4-Bunu takiben, davacı eksik ödeme yapan ortağın ödentilere (2) nolu bentteki ilkelere göre dava tarihine taşınarak eksik ödeme miktarı da güncelleştirilmelidir.
5-Bu saptamalardan sonra, normal ödentilerini ödemiş bulunan bir ortağın yukarıda (2) nolu bentte bulunan ödemelerinin güncel değeri karşılığı, gene yukarıda (3) nolu bentte bulunan bir yararlanmayı sağladığına göre, davacının (4) nolu bentte eksik ödemelerinin güncel değerinin ne miktarda yarar sağlaması gerektiği orantı kurallarına göre belirlenmelidir. Yani, sonuç olarak (4) nolu bentte bulunan miktar (3) nolu bentte bulunan değerle çarpıldıktan sonra bulunan miktarın (2) nolu bentte bulunan miktara bölünmesi sonucu bulunacak miktar davacı ortağın bu davada kooperatiften istemesi mümkün olan zarar miktarı olacak ve mahkemece (talep de değerlendirilerek) bu miktara hükmedilebilecektir.

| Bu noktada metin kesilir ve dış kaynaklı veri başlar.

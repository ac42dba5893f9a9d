use std::collections::BTreeMap;
use std::path::PathBuf;

use thiserror::Error;

use crate::config::{expand_home, Config, SamplingConfig};
use crate::engine::{ContextHandle, ContextParams, EngineError, InferenceEngine};
use crate::prompting::PromptTemplate;

const MAX_GPUS: usize = 4;

#[derive(Debug, Error)]
pub enum RegistryError {
    #[error("model '{model}' file not found at {path:?}")]
    ModelFileMissing { model: String, path: PathBuf },
    #[error("pod '{pod}' references unknown model '{model}'")]
    UnknownModel { pod: String, model: String },
    #[error("pod '{pod}' references unknown prompt '{prompt}'")]
    UnknownPrompt { pod: String, prompt: String },
    #[error("pod '{pod}' references unknown sampling '{sampling}'")]
    UnknownSampling { pod: String, sampling: String },
    #[error("pod '{pod}' lists {count} gpus, at most 4 are supported")]
    TooManyGpus { pod: String, count: usize },
    #[error("no pods configured")]
    NoPods,
    #[error("engine init failed: {0}")]
    EngineInit(#[source] EngineError),
    #[error("engine context for pod '{pod}' failed: {source}")]
    Context {
        pod: String,
        #[source]
        source: EngineError,
    },
}

#[derive(Debug, Clone)]
pub struct Model {
    pub id: String,
    pub name: String,
    pub path: PathBuf,
    pub tokenizer: Option<PathBuf>,
    pub context: usize,
    pub predict: usize,
}

#[derive(Debug, Clone)]
pub struct Pod {
    pub id: String,
    pub index: usize,
    pub threads: usize,
    pub gpus: [u32; MAX_GPUS],
    pub is_gpu: bool,
    pub model: String,
    pub prompt: String,
    pub sampling: String,
    pub batch: usize,
    pub context: ContextHandle,
}

/// Pods, models, prompts and samplings. Immutable once initialized.
#[derive(Debug)]
pub struct Registry {
    pods: Vec<Pod>,
    models: BTreeMap<String, Model>,
    prompts: BTreeMap<String, PromptTemplate>,
    samplings: BTreeMap<String, SamplingConfig>,
    max_threads: usize,
}

impl Registry {
    pub fn initialize(cfg: &Config, engine: &dyn InferenceEngine) -> Result<Self, RegistryError> {
        let mut models = BTreeMap::new();
        for (id, m) in &cfg.models {
            let path = expand_home(&m.path);
            if !path.exists() {
                return Err(RegistryError::ModelFileMissing {
                    model: id.clone(),
                    path,
                });
            }
            models.insert(
                id.clone(),
                Model {
                    id: id.clone(),
                    name: if m.name.is_empty() { id.clone() } else { m.name.clone() },
                    path,
                    tokenizer: m.tokenizer.as_deref().map(expand_home),
                    context: m.context,
                    predict: m.predict,
                },
            );
        }

        let mut prompts: BTreeMap<String, PromptTemplate> = cfg
            .prompts
            .iter()
            .map(|(id, p)| (id.clone(), PromptTemplate::from_config(id, p)))
            .collect();
        prompts.entry(String::new()).or_default();

        let mut samplings = cfg.samplings.clone();
        samplings.entry(String::new()).or_default();

        if cfg.pods.values().all(|p| p.count == 0) {
            return Err(RegistryError::NoPods);
        }

        let swap = cfg.swap.as_deref().map(expand_home);
        engine
            .init(swap.as_deref(), &cfg.debug)
            .map_err(RegistryError::EngineInit)?;

        let available = std::thread::available_parallelism()
            .map(|n| n.get())
            .unwrap_or(1);

        let mut pods = Vec::new();
        for (pod_id, pc) in &cfg.pods {
            let model = models
                .get(&pc.model)
                .ok_or_else(|| RegistryError::UnknownModel {
                    pod: pod_id.clone(),
                    model: pc.model.clone(),
                })?;
            let template = prompts
                .get(&pc.prompt)
                .ok_or_else(|| RegistryError::UnknownPrompt {
                    pod: pod_id.clone(),
                    prompt: pc.prompt.clone(),
                })?;
            let sampling = samplings
                .get(&pc.sampling)
                .ok_or_else(|| RegistryError::UnknownSampling {
                    pod: pod_id.clone(),
                    sampling: pc.sampling.clone(),
                })?;
            if pc.gpus.len() > MAX_GPUS {
                return Err(RegistryError::TooManyGpus {
                    pod: pod_id.clone(),
                    count: pc.gpus.len(),
                });
            }
            let mut gpus = [0u32; MAX_GPUS];
            gpus[..pc.gpus.len()].copy_from_slice(&pc.gpus);
            let threads = if pc.threads == 0 { available } else { pc.threads };

            for instance in 0..pc.count {
                let id = if instance == 0 {
                    pod_id.clone()
                } else {
                    format!("{}#{}", pod_id, instance)
                };
                let index = pods.len();
                let params = ContextParams {
                    pod_index: index,
                    model_path: model.path.clone(),
                    tokenizer_path: model.tokenizer.clone(),
                    threads,
                    batch_size: pc.batch,
                    gpu_split: gpus,
                    context_size: model.context,
                    predict: model.predict,
                    sampling: sampling.clone(),
                    seed: sampling.seed,
                    debug: cfg.debug.clone(),
                };
                let context = engine
                    .init_context(&params)
                    .map_err(|source| RegistryError::Context {
                        pod: id.clone(),
                        source,
                    })?;

                tracing::info!(
                    pod = %id,
                    index,
                    model = %model.id,
                    prompt = %template.id,
                    threads,
                    gpus = ?gpus,
                    "pod ready"
                );
                pods.push(Pod {
                    id,
                    index,
                    threads,
                    gpus,
                    is_gpu: gpus.iter().any(|&share| share > 0),
                    model: model.id.clone(),
                    prompt: pc.prompt.clone(),
                    sampling: pc.sampling.clone(),
                    batch: pc.batch,
                    context,
                });
            }
        }

        let max_threads = pods.iter().map(|p| p.threads).sum();
        Ok(Self {
            pods,
            models,
            prompts,
            samplings,
            max_threads,
        })
    }

    pub fn pods(&self) -> &[Pod] {
        &self.pods
    }

    pub fn pod(&self, index: usize) -> Option<&Pod> {
        self.pods.get(index)
    }

    pub fn model(&self, id: &str) -> Option<&Model> {
        self.models.get(id)
    }

    pub fn prompt(&self, id: &str) -> Option<&PromptTemplate> {
        self.prompts.get(id)
    }

    pub fn sampling(&self, id: &str) -> Option<&SamplingConfig> {
        self.samplings.get(id)
    }

    /// Global thread budget: the sum of all pods' threads.
    pub fn max_threads(&self) -> usize {
        self.max_threads
    }

    pub fn gpu_pod_count(&self) -> usize {
        self.pods.iter().filter(|p| p.is_gpu).count()
    }

    /// Template used for chat completions: the first pod's.
    pub fn default_prompt(&self) -> &PromptTemplate {
        self.pods
            .first()
            .and_then(|p| self.prompts.get(&p.prompt))
            .or_else(|| self.prompts.get(""))
            .unwrap_or(&EMPTY_TEMPLATE)
    }

    pub fn format_list(&self) -> String {
        let mut lines = Vec::with_capacity(self.pods.len() + 1);
        lines.push(format!(
            "Pods ({}) threads={}",
            self.pods.len(),
            self.max_threads
        ));
        for pod in &self.pods {
            lines.push(format!(
                "- #{} id={} model={} prompt={} sampling={} threads={} gpu={}",
                pod.index,
                pod.id,
                pod.model,
                if pod.prompt.is_empty() { "<empty>" } else { &pod.prompt },
                if pod.sampling.is_empty() { "<default>" } else { &pod.sampling },
                pod.threads,
                pod.is_gpu
            ));
        }
        lines.join("\n")
    }
}

static EMPTY_TEMPLATE: PromptTemplate = PromptTemplate {
    id: String::new(),
    locale: String::new(),
    system: String::new(),
    templates: crate::config::TemplatesConfig {
        system: String::new(),
        user: String::new(),
        assistant: String::new(),
    },
};

#[cfg(test)]
pub(crate) mod tests {
    use super::*;
    use crate::engine::EchoEngine;
    use std::fs;
    use std::time::{Duration, SystemTime, UNIX_EPOCH};

    pub(crate) fn mk_temp_dir(prefix: &str) -> PathBuf {
        let ts = SystemTime::now()
            .duration_since(UNIX_EPOCH)
            .expect("time ok")
            .as_nanos();
        let dir = std::env::temp_dir().join(format!("{}_{}_{}", prefix, std::process::id(), ts));
        fs::create_dir_all(&dir).expect("create temp dir");
        dir
    }

    /// Writes a stub model file and returns a config text using it.
    pub(crate) fn config_with_pods(dir: &std::path::Path, pods: &str) -> String {
        let model = dir.join("tiny.gguf");
        fs::write(&model, b"stub").expect("write model stub");
        format!(
            r#"
[models.tiny]
path = "{}"
context = 256
predict = 32

[prompts.chatml]
system = "Be nice."
[prompts.chatml.templates]
system = "<s>{{SYSTEM}}</s>"
user = "<u>{{USER}}</u>"
assistant = "<a>{{ASSISTANT}}</a>"

[samplings.greedy]
temperature = 0.0

{}
"#,
            model.display(),
            pods
        )
    }

    fn echo() -> EchoEngine {
        EchoEngine::new(Duration::ZERO, "ok")
    }

    #[test]
    fn pods_are_sorted_and_instances_expanded() {
        let dir = mk_temp_dir("podserve_registry_sort");
        let text = config_with_pods(
            &dir,
            r#"
[pods.zeta]
model = "tiny"
prompt = "chatml"
threads = 2

[pods.alpha]
model = "tiny"
threads = 3
count = 3
gpus = [100]
"#,
        );
        let cfg = Config::parse(&text).expect("parse");
        let reg = Registry::initialize(&cfg, &echo()).expect("init");

        let ids: Vec<&str> = reg.pods().iter().map(|p| p.id.as_str()).collect();
        assert_eq!(ids, vec!["alpha", "alpha#1", "alpha#2", "zeta"]);
        assert_eq!(
            reg.pods().iter().map(|p| p.index).collect::<Vec<_>>(),
            vec![0, 1, 2, 3]
        );
        assert_eq!(reg.max_threads(), 11);
        assert_eq!(reg.gpu_pod_count(), 3);
        assert!(!reg.pod(3).expect("zeta").is_gpu);

        // first pod has the empty prompt reference
        assert_eq!(reg.default_prompt().templates.user, "");
        assert!(reg.format_list().contains("alpha#2"));

        let _ = fs::remove_dir_all(dir);
    }

    #[test]
    fn zero_threads_means_available_parallelism() {
        let dir = mk_temp_dir("podserve_registry_threads");
        let text = config_with_pods(&dir, "[pods.p]\nmodel = \"tiny\"\nprompt = \"chatml\"\n");
        let cfg = Config::parse(&text).expect("parse");
        let reg = Registry::initialize(&cfg, &echo()).expect("init");
        let expected = std::thread::available_parallelism()
            .map(|n| n.get())
            .unwrap_or(1);
        assert_eq!(reg.pods()[0].threads, expected);
        assert_eq!(reg.default_prompt().id, "chatml");
        assert!(reg.sampling("greedy").is_some());
        let _ = fs::remove_dir_all(dir);
    }

    #[test]
    fn broken_references_are_fatal() {
        let dir = mk_temp_dir("podserve_registry_refs");
        let cases = [
            ("[pods.p]\nmodel = \"ghost\"\n", "unknown model"),
            ("[pods.p]\nmodel = \"tiny\"\nprompt = \"ghost\"\n", "unknown prompt"),
            ("[pods.p]\nmodel = \"tiny\"\nsampling = \"ghost\"\n", "unknown sampling"),
            ("[pods.p]\nmodel = \"tiny\"\ngpus = [10, 20, 30, 30, 10]\n", "at most 4"),
        ];
        for (pods, needle) in cases {
            let cfg = Config::parse(&config_with_pods(&dir, pods)).expect("parse");
            let err = Registry::initialize(&cfg, &echo()).expect_err(needle);
            assert!(err.to_string().contains(needle), "{} vs {}", err, needle);
        }
        let _ = fs::remove_dir_all(dir);
    }

    #[test]
    fn missing_model_file_and_no_pods_are_fatal() {
        let cfg = Config::parse(
            "[models.m]\npath = \"/definitely/missing.gguf\"\n[pods.p]\nmodel = \"m\"\n",
        )
        .expect("parse");
        assert!(matches!(
            Registry::initialize(&cfg, &echo()),
            Err(RegistryError::ModelFileMissing { .. })
        ));

        let dir = mk_temp_dir("podserve_registry_empty");
        let cfg = Config::parse(&config_with_pods(&dir, "")).expect("parse");
        assert!(matches!(
            Registry::initialize(&cfg, &echo()),
            Err(RegistryError::NoPods)
        ));
        let _ = fs::remove_dir_all(dir);
    }

    #[test]
    fn engine_context_failure_aborts_startup() {
        let dir = mk_temp_dir("podserve_registry_ctx");
        let text = config_with_pods(&dir, "[pods.p]\nmodel = \"tiny\"\ncount = 2\n");
        let cfg = Config::parse(&text).expect("parse");
        let engine = echo().with_context_failure(1);
        let err = Registry::initialize(&cfg, &engine).expect_err("context failure");
        assert!(matches!(err, RegistryError::Context { ref pod, .. } if pod == "p#1"));
        let _ = fs::remove_dir_all(dir);
    }
}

Bu durumda, mahkemece davalı vekilinin 08.04.2010 tarihli dilekçesinde davacıya tahsis edilebilecek daire bulunduğu yönündeki beyanı göz önünde bulundurulup davacının terditli istemlerinden ilki üzerinde durularak davacıya tahsis edilebilecek uygun bir konut bulunup bulunmadığının araştırılması ve sonucuna göre davacının tahsis istemi hakkında karar verilmesi, aksi takdirde yukarıdaki ilkelere uygun, Yargıtay denetimine elverişli bilirkişi raporu alınarak sonucuna göre hüküm kurulması gerekirken, eksik incelemeye dayalı yazılı şekilde hüküm kurulması doğru görülmemiş, kararın bozulması gerekmiştir.
SONUÇ: Yukarıda açıklanan nedenlerle, davacı vekilinin temyiz itirazlarının kabulü ile hükmün BOZULMASINA, peşin alınan harcın istek halinde iadesine, kararın tebliğinden itibaren 15 gün içerisinde karar düzeltme yolu açık olmak üzere 27.03.2012 tarihinde oybirliğiyle karar verildi.